As I prepare for another trip to the Caribbean, a place that, at this time last year, I thought I would never see again, I am thinking about all of the additional preparation it takes when you are a liver transplant recipient and a paraplegic. Diane and I will be heading to The Landings, in St. Lucia, the location for the filming of The Bachelor TV series on Saturday. Here are some tips for those of you considering such a trip:


  1. Always carry your medications in your carry-on luggage.
  2. Always bring at least a week’s worth of extra medication with you. (Remember the airline passengers who were stranded far from home after 9/11 in 2001?)
  3. Keep your medications in the room safe in your hotel


  1. Check with your airline to see if they have a program to assist passengers with mobility issues or medical conditions. (Westjet has a fantastic program. See
  2. If you are in a wheelchair, arrive at the airport at least two I not three hours early. This gives the airline time to ensure the staff will be on hand to assist you to your seat.
  3. If you are catheter dependent, wear a larger leg bag, and avoid drinking too much during the flight. Airline lavatories are not wheelchair accessible (even for the airplane’s narrower aisle chair.) I switch from a 19oz. bag to a 32oz. bag.

Medical Insurance

  1. Always carry medical insurance when you are traveling out of the country. I use Pacific Blue Cross. Their policy has a rider covering pre-existing conditions.
  2. Do not book doctors appointments or lab tests in the eight days before you travel. Any change in your condition could make the coverage invalid.
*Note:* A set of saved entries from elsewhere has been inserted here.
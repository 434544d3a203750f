//! Rule-driven action abstraction.
//!
//! Generates the discrete legal action set for a state from a street- and
//! position-indexed configuration: pot fractions, big-blind multiples,
//! and exact chip amounts, each clamped against the min-raise and the
//! all-in total.

use std::collections::{BTreeMap, BTreeSet};

use serde::{Deserialize, Serialize};

use crate::game::{Action, GameState, Position, Street, ALL_POSITIONS};

/// Sizing values indexed by street, then position.
pub type SizingTable<T> = BTreeMap<Street, BTreeMap<Position, Vec<T>>>;

/// Build a table that applies the same values to every position.
#[must_use]
pub fn uniform_table<T: Clone>(rows: Vec<(Street, Vec<T>)>) -> SizingTable<T> {
    let mut table = SizingTable::new();
    for (street, values) in rows {
        let by_pos: BTreeMap<Position, Vec<T>> = ALL_POSITIONS
            .iter()
            .map(|&pos| (pos, values.clone()))
            .collect();
        table.insert(street, by_pos);
    }
    table
}

/// Abstraction configuration.
///
/// The three raise-sizing families are independent; a street/position may
/// draw candidates from any or all of them. Non-positive sizings are
/// dropped with a warning when the abstraction is built.
#[derive(Debug, Clone, Serialize, Deserialize)]
pub struct AbstractionConfig {
    #[serde(default = "default_true")]
    pub allow_fold: bool,
    #[serde(default = "default_true")]
    pub allow_check_call: bool,
    #[serde(default = "default_true")]
    pub allow_all_in: bool,
    /// Raise sizings as fractions of the pot after a call.
    #[serde(default)]
    pub fractions: SizingTable<f64>,
    /// Raise sizings as big-blind multiples.
    #[serde(default)]
    pub bb_multipliers: SizingTable<f64>,
    /// Raise sizings as absolute chip amounts.
    #[serde(default)]
    pub exact_amounts: SizingTable<u32>,
}

fn default_true() -> bool {
    true
}

impl Default for AbstractionConfig {
    /// The stock sizing scheme: pot fractions and BB multiples on every
    /// street, exact bets postflop, all applied uniformly across
    /// positions.
    fn default() -> Self {
        Self {
            allow_fold: true,
            allow_check_call: true,
            allow_all_in: true,
            fractions: uniform_table(vec![
                (Street::Preflop, vec![0.5, 0.75, 1.0, 1.25]),
                (Street::Flop, vec![0.25, 0.33, 0.5, 0.66, 0.75, 1.0, 1.25, 1.5]),
                (Street::Turn, vec![0.33, 0.5, 0.66, 0.75, 1.0, 1.25, 1.5, 2.0]),
                (Street::River, vec![0.33, 0.5, 0.75, 1.0, 1.5, 2.0, 2.5]),
            ]),
            bb_multipliers: uniform_table(vec![
                (Street::Preflop, vec![2.2, 2.5, 3.0, 3.5, 4.0, 4.5, 5.0]),
                (Street::Flop, vec![1.0, 1.5, 2.0]),
                (Street::Turn, vec![1.5, 2.0, 2.5]),
                (Street::River, vec![2.0, 2.5, 3.0]),
            ]),
            exact_amounts: uniform_table(vec![
                (Street::Flop, vec![5, 8, 10, 12, 15, 20, 25, 30]),
                (Street::Turn, vec![10, 15, 20, 25, 30, 40, 50]),
                (Street::River, vec![20, 30, 40, 50, 75, 100]),
            ]),
        }
    }
}

/// A validated action abstraction ready to enumerate actions.
#[derive(Debug, Clone)]
pub struct ActionAbstraction {
    config: AbstractionConfig,
}

impl ActionAbstraction {
    /// Build an abstraction, dropping unusable sizings with a warning.
    #[must_use]
    pub fn new(mut config: AbstractionConfig) -> Self {
        sanitize_real(&mut config.fractions, "pot-fraction");
        sanitize_real(&mut config.bb_multipliers, "bb-multiple");
        sanitize_exact(&mut config.exact_amounts);
        Self { config }
    }

    /// The sanitized configuration.
    #[must_use]
    pub fn config(&self) -> &AbstractionConfig {
        &self.config
    }

    /// The ordered, duplicate-free set of discrete actions legal at
    /// `state`. Empty when the hand is over or the acting player has
    /// folded.
    #[must_use]
    pub fn get_abstract_actions(&self, state: &GameState) -> Vec<Action> {
        let Some(player) = state.current_player() else {
            return Vec::new();
        };
        if state.is_terminal() || state.is_folded(player).unwrap_or(true) {
            return Vec::new();
        }

        let stack = state.stacks()[player];
        let player_bet = state.current_bets()[player];
        let max_bet = state.max_bet();
        let to_call = max_bet - player_bet;
        let big_blind = state.big_blind();

        let mut actions = Vec::new();

        if self.config.allow_fold && player_bet < max_bet {
            actions.push(Action::fold(player));
        }

        if self.config.allow_check_call && (to_call == 0 || stack > 0) {
            // An all-in call when the stack cannot cover the max bet.
            let amount = (player_bet + stack).min(max_bet);
            actions.push(Action::call(player, amount));
        }

        let min_raise_increment = state.last_raise_size().max(big_blind);
        let min_raise_total = max_bet + min_raise_increment;
        let max_raise_total = player_bet + stack;

        if max_raise_total > max_bet {
            for total in self.raise_totals(state, player, min_raise_total, max_raise_total) {
                actions.push(Action::raise(player, total));
            }
        }

        if actions.is_empty() && stack > 0 {
            log::warn!(
                "abstraction produced no actions for P{player} on {}; falling back to fold",
                state.street()
            );
            actions.push(Action::fold(player));
        }

        actions
    }

    fn raise_totals(
        &self,
        state: &GameState,
        player: usize,
        min_raise_total: u32,
        max_raise_total: u32,
    ) -> BTreeSet<u32> {
        let mut totals = BTreeSet::new();

        if min_raise_total >= max_raise_total {
            // Nothing between the min-raise and the stack: all-in or nothing.
            if self.config.allow_all_in {
                totals.insert(max_raise_total);
            }
            return totals;
        }

        let street = state.street();
        let num_players = state.num_players();
        let position = Position::from_seat(player, state.button_pos(), num_players)
            .effective(num_players);
        let player_bet = state.current_bets()[player];
        let max_bet = state.max_bet();
        let to_call = max_bet - player_bet;
        let big_blind = state.big_blind();

        // An "open opportunity": nobody has genuinely raised yet, so BB
        // multiples and exact amounts read as total bets, not increments.
        let open = match street {
            Street::Preflop => max_bet == big_blind && state.last_raise_size() <= big_blind,
            _ => max_bet == 0,
        };

        let mut add = |candidate: u32| {
            let clamped = candidate.clamp(min_raise_total, max_raise_total);
            if clamped > max_bet {
                totals.insert(clamped);
            }
        };

        for &fraction in sizings(&self.config.fractions, street, position) {
            let increment = round_chips(fraction * f64::from(state.pot() + to_call));
            add(max_bet.saturating_add(increment));
        }

        for &multiple in sizings(&self.config.bb_multipliers, street, position) {
            let chips = round_chips(multiple * f64::from(big_blind));
            add(if open {
                chips
            } else {
                max_bet.saturating_add(chips)
            });
        }

        for &exact in sizings(&self.config.exact_amounts, street, position) {
            add(if open {
                exact
            } else {
                max_bet.saturating_add(exact)
            });
        }

        if self.config.allow_all_in {
            totals.insert(max_raise_total);
        }

        totals
    }
}

impl Default for ActionAbstraction {
    fn default() -> Self {
        Self::new(AbstractionConfig::default())
    }
}

fn sizings<T>(table: &SizingTable<T>, street: Street, position: Position) -> &[T] {
    table
        .get(&street)
        .and_then(|by_pos| by_pos.get(&position))
        .map_or(&[], Vec::as_slice)
}

fn round_chips(value: f64) -> u32 {
    if value <= 0.0 {
        0
    } else if value >= f64::from(u32::MAX) {
        u32::MAX
    } else {
        #[allow(clippy::cast_possible_truncation, clippy::cast_sign_loss)]
        let chips = value.round() as u32;
        chips
    }
}

fn sanitize_real(table: &mut SizingTable<f64>, family: &str) {
    for (street, by_pos) in table.iter_mut() {
        for (position, values) in by_pos.iter_mut() {
            values.retain(|&v| {
                let usable = v.is_finite() && v > 0.0;
                if !usable {
                    log::warn!("dropping {family} sizing {v} at {street}/{position}");
                }
                usable
            });
        }
    }
}

fn sanitize_exact(table: &mut SizingTable<u32>) {
    for (street, by_pos) in table.iter_mut() {
        for (position, values) in by_pos.iter_mut() {
            values.retain(|&v| {
                if v == 0 {
                    log::warn!("dropping zero exact sizing at {street}/{position}");
                }
                v > 0
            });
        }
    }
}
  1. Aside from your passport carry the following documents
  2. A travel letter from your transplant team detailing your medications. (It can come in handy if you asked about them at a customs, or if you have to visit a doctor or hospital.)
  3. Your most recent lab tests which are also useful in an emergency.


  1. While the Caribbean is a sun worshiper’s paradise, anti-rejection medications make us more susceptible to melanoma. Take the following precautions:
    1. Wear loose fitting clothes with long sleeves, long pants and a hat with a brim.
    2. Wear sun blocking clothing (available from many online shops.) Shirts are often sold as rash-stop for preventing diver’s rash. Most have a sun protecting rating of 50 and above.
    3. Use a sun screen rated at least 30. The higher the better.
  2. There is a new mosquito-borne virus affecting some islands in the Caribbean and has even been found in Florida and elsewhere. (The Center for Disease |Control offers advice on its website at Here is some advice for travelers to the region:
    1. Check to see how serious the problem is on the island you are visiting. It seems to be the worst in Dominica.
    2. Check to see if your hotel has a mosquito control program in place. (The Landings does.)
    3. Wear mosquito repellant when in areas where mosquitos are present. (We are carrying the Off Clip-On repellants and a spray on repellant.)
    4. Long sleeves and long pants are also helpful to prevent being bitten.


  1. Be careful selecting restaurants. Do not eat from street vendors or beach vendors.
  2. Before you eat anything unusual, check to see if it reacts with any of your medications.

The most important thing to do is to remember to have a good time. While disease and disability can place some limitations on our lives, it need not be an excuse to hibernate. I have traveled throughout the Caribbean and elsewhere in the world since my spinal cord injury. I have been in schools of shark and stingrays, and even helped discover a wreck from the 16th Century off St. Kitts. Traveling post-transplant is a bit newer experience, but I have one trip to the Caribbean under my belt, and I’m looking forward to many more.